The Navy said in a statement that the USS McCampbell, an Arleigh Burke-class destroyer operating from U.S. Naval Base Yokosuka in Japan, sailed near Peter the Great Bay "to challenge Russia's excessive maritime claims and uphold the rights, freedoms and lawful uses of the sea enjoyed by the United States and other nations."
Under international maritime law, nations' territorial rights extend only 12 miles from shore. Peter the Great Bay stretches farther than that from parts of the Russian coast, but Moscow claims the entire bay as its own, anyway.
The Defense Department regularly conducts such "freedom of navigation" exercises, but it usually does so in the South China Sea in challenges to claims by China.

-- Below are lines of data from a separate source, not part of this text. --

//! `codehelm init` — write a default config and a project AGENTS.md.
//!
//! - Creates `~/.codehelm/config.json` with defaults if missing
//! - Creates `AGENTS.md` in the current directory if missing

use std::path::Path;

use anyhow::Result;
use colored::Colorize;

use codehelm_core::config::{get_config_path, load_config, save_config};

/// Run the init command.
pub fn run() -> Result<()> {
    println!();
    println!("{}", "⎈ Codehelm — Setup".cyan().bold());
    println!();

    let config_path = get_config_path();
    if config_path.exists() {
        println!("  {} config already exists at {}", "✓".green(), config_path.display());
    } else {
        let config = load_config(None);
        save_config(&config, Some(&config_path))?;
        println!("  {} created config at {}", "✓".green(), config_path.display());
    }

    let cwd = std::env::current_dir()?;
    create_template(&cwd.join("AGENTS.md"), AGENTS_TEMPLATE)?;

    println!();
    println!(
        "  {}",
        "Set provider.apiKey in the config (or CODEHELM_PROVIDER__API_KEY), then run `codehelm agent`.".green()
    );
    println!();
    Ok(())
}

/// Create a template file if it doesn't exist. Returns whether it was written.
fn create_template(path: &Path, content: &str) -> Result<bool> {
    let name = path.file_name().unwrap_or_default().to_string_lossy();
    if path.exists() {
        println!("  {} {} already exists", "✓".green(), name);
        return Ok(false);
    }
    std::fs::write(path, content)?;
    println!("  {} created {}", "✓".green(), name);
    Ok(true)
}

const AGENTS_TEMPLATE: &str = r#"# AGENTS.md

Project notes for the coding agent. Everything here is added to its
system prompt when it works in this directory.

## Build and test

- Build: (e.g. `cargo build`)
- Test: (e.g. `cargo test`)

## Conventions

- (formatting, naming, directories the agent must not touch)
"#;

// ─────────────────────────────────────────────
// Tests
// ─────────────────────────────────────────────

#[cfg(test)]
mod tests {
    use super::*;

    #[test]
    fn template_is_not_overwritten() {
        let dir = tempfile::tempdir().unwrap();
        let path = dir.path().join("AGENTS.md");
        assert!(create_template(&path, "first").unwrap());
        assert!(!create_template(&path, "second").unwrap());
        assert_eq!(std::fs::read_to_string(&path).unwrap(), "first");
    }
}
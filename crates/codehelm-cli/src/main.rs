//! Codehelm CLI — entry point.
//!
//! # Commands
//!
//! - `codehelm agent [-m MESSAGE] [--mode agent|ask] [-w DIR] [--yes]` — single-shot or REPL
//! - `codehelm init` — write a default config and an AGENTS.md template
//! - `codehelm status` — show configuration and provider status

mod helpers;
mod init;
mod repl;
mod status;

use std::path::PathBuf;
use std::sync::Arc;

use anyhow::{Context, Result};
use clap::{Parser, Subcommand};
use tracing::info;

use codehelm_agent::{builtin_registry, Agent, AgentMode};
use codehelm_core::bus::EventBus;
use codehelm_core::config::{load_config, AutoApproveConfig, Config};
use codehelm_core::run::RunOutcome;
use codehelm_core::utils::expand_home;
use codehelm_providers::create_provider;

// ─────────────────────────────────────────────
// CLI definition
// ─────────────────────────────────────────────

/// Codehelm — a coding agent that asks before it touches your files
#[derive(Parser)]
#[command(name = "codehelm", version, about, long_about = None)]
struct Cli {
    #[command(subcommand)]
    command: Commands,
}

#[derive(Subcommand)]
enum Commands {
    /// Work on a project with the agent (single-shot or interactive REPL)
    Agent {
        /// Single message (non-interactive). Omit for REPL mode.
        #[arg(short, long)]
        message: Option<String>,

        /// `agent` may edit and run commands; `ask` is read-only
        #[arg(long, default_value = "agent")]
        mode: AgentMode,

        /// Project directory (defaults to the configured workspace)
        #[arg(short, long)]
        workspace: Option<PathBuf>,

        /// Approve every tool call without asking
        #[arg(short, long, default_value_t = false)]
        yes: bool,

        /// Enable debug logging
        #[arg(long, default_value_t = false)]
        logs: bool,
    },

    /// Write a default config and an AGENTS.md template
    Init,

    /// Show configuration and provider status
    Status,
}

// ─────────────────────────────────────────────
// Entrypoint
// ─────────────────────────────────────────────

#[tokio::main]
async fn main() -> Result<()> {
    let cli = Cli::parse();

    match cli.command {
        Commands::Agent {
            message,
            mode,
            workspace,
            yes,
            logs,
        } => {
            init_logging(logs);
            run_agent(message, mode, workspace, yes).await
        }
        Commands::Init => init::run(),
        Commands::Status => status::run(),
    }
}

// ─────────────────────────────────────────────
// Agent command
// ─────────────────────────────────────────────

async fn run_agent(message: Option<String>, mode: AgentMode, workspace: Option<PathBuf>, yes: bool) -> Result<()> {
    let config = load_config(None);
    let workspace = resolve_workspace(&config, workspace)?;
    let agent = Arc::new(build_agent(config)?);
    if yes {
        agent.set_auto_approve(AutoApproveConfig::all());
    }

    match message {
        Some(msg) => {
            info!(workspace = %workspace.display(), %mode, "processing single message");
            let report = repl::run_once(&agent, &msg, &workspace, mode)
                .await
                .context("agent run failed to start")?;
            if !matches!(report.outcome, RunOutcome::Completed) {
                std::process::exit(1);
            }
        }
        None => repl::run(agent, workspace, mode).await?,
    }

    Ok(())
}

fn resolve_workspace(config: &Config, flag: Option<PathBuf>) -> Result<PathBuf> {
    let workspace = flag.unwrap_or_else(|| expand_home(&config.agent.workspace));
    let workspace = workspace
        .canonicalize()
        .with_context(|| format!("workspace not found: {}", workspace.display()))?;
    if !workspace.is_dir() {
        anyhow::bail!("workspace is not a directory: {}", workspace.display());
    }
    Ok(workspace)
}

/// Build an `Agent` from the loaded configuration.
pub fn build_agent(config: Config) -> Result<Agent> {
    let provider = create_provider(&config).context("failed to create LLM provider")?;
    let registry = builtin_registry(&config.tools);
    Ok(Agent::new(config, Arc::new(provider), registry, EventBus::default()))
}

/// Initialize tracing/logging.
fn init_logging(verbose: bool) {
    use tracing_subscriber::EnvFilter;

    let filter = if verbose {
        EnvFilter::new("codehelm=debug,info")
    } else {
        EnvFilter::try_from_default_env().unwrap_or_else(|_| EnvFilter::new("warn"))
    };

    tracing_subscriber::fmt()
        .with_env_filter(filter)
        .with_target(false)
        .with_writer(std::io::stderr)
        .compact()
        .init();
}
//! LLM provider layer for Codehelm.
//!
//! # Architecture
//!
//! - [`traits::LlmProvider`] — streaming trait every backend implements
//! - [`sse`] — decoder for OpenAI-style server-sent-event chunks
//! - [`http_provider::HttpProvider`] — generic OpenAI-compatible HTTP client

pub mod http_provider;
pub mod sse;
pub mod traits;

// Re-export main types for convenience
pub use http_provider::{create_provider, HttpProvider};
pub use traits::{LlmProvider, LlmRequest, LlmRequestConfig};
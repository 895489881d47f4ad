//! Broadcast event bus connecting the orchestrator to any number of observers.
//!
//! Uses `tokio::sync::broadcast`: publishing never blocks, and a slow
//! subscriber that falls behind sees `RecvError::Lagged` instead of stalling
//! the run.

use tokio::sync::broadcast;
use tracing::trace;

use super::types::AgentEvent;

/// Default channel capacity; text deltas dominate the traffic.
pub const DEFAULT_CAPACITY: usize = 1024;

/// Fan-out channel for `AgentEvent`s.
#[derive(Clone)]
pub struct EventBus {
    tx: broadcast::Sender<AgentEvent>,
}

impl EventBus {
    /// Create a new bus with the given buffer capacity.
    pub fn new(capacity: usize) -> Self {
        let (tx, _) = broadcast::channel(capacity.max(1));
        EventBus { tx }
    }

    /// Publish an event. Having no subscribers is not an error.
    pub fn publish(&self, event: AgentEvent) {
        if self.tx.send(event).is_err() {
            trace!("event dropped: no subscribers");
        }
    }

    /// Subscribe to events published after this call.
    pub fn subscribe(&self) -> broadcast::Receiver<AgentEvent> {
        self.tx.subscribe()
    }

    pub fn subscriber_count(&self) -> usize {
        self.tx.receiver_count()
    }
}

impl Default for EventBus {
    fn default() -> Self {
        Self::new(DEFAULT_CAPACITY)
    }
}

#[cfg(test)]
mod tests {
    use super::*;

    #[tokio::test]
    async fn test_publish_reaches_every_subscriber() {
        let bus = EventBus::new(8);
        let mut a = bus.subscribe();
        let mut b = bus.subscribe();

        bus.publish(AgentEvent::warning("careful"));

        assert_eq!(a.recv().await.unwrap(), AgentEvent::warning("careful"));
        assert_eq!(b.recv().await.unwrap(), AgentEvent::warning("careful"));
    }

    #[test]
    fn test_publish_without_subscribers_is_silent() {
        let bus = EventBus::default();
        assert_eq!(bus.subscriber_count(), 0);
        bus.publish(AgentEvent::error("nobody listening"));
    }

    #[tokio::test]
    async fn test_events_arrive_in_order() {
        let bus = EventBus::new(8);
        let mut rx = bus.subscribe();
        for i in 0..3 {
            bus.publish(AgentEvent::TextDelta {
                text: i.to_string(),
            });
        }
        for i in 0..3 {
            match rx.recv().await.unwrap() {
                AgentEvent::TextDelta { text } => assert_eq!(text, i.to_string()),
                other => panic!("unexpected event: {other:?}"),
            }
        }
    }
}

Just last week, the United States sent the USS Chancellorsville, a guided-missile cruiser, near the Paracel Islands in the South China Sea to similarly challenge China's "excessive maritime claims," the Navy said.
The operation on Wednesday follows Secretary of State Mike Pompeo's announcement on Tuesday that the U.S. would pull out of the INF treaty unless Russia addresses what he called Moscow's "flagrant disregard" of its terms.
A spokeswoman for Russia's Foreign Ministry said Russia "scrupulously abides by the provisions of the treaty, and the U.S. side knows this."
The United States has also objected to Russia's seizing of three Ukrainian vessels it accused of having trespassed on Russian waters in the Black Sea last month.
Citing the Black Sea dispute, President Donald Trump last week canceled a planned meeting with Russian President Vladimir Putin at the Group of 20 summit in Buenos Aires, Argentina. A spokesman for Putin said in response that a hoped-for U.S.-Russia summit in Washington "is now out of the question."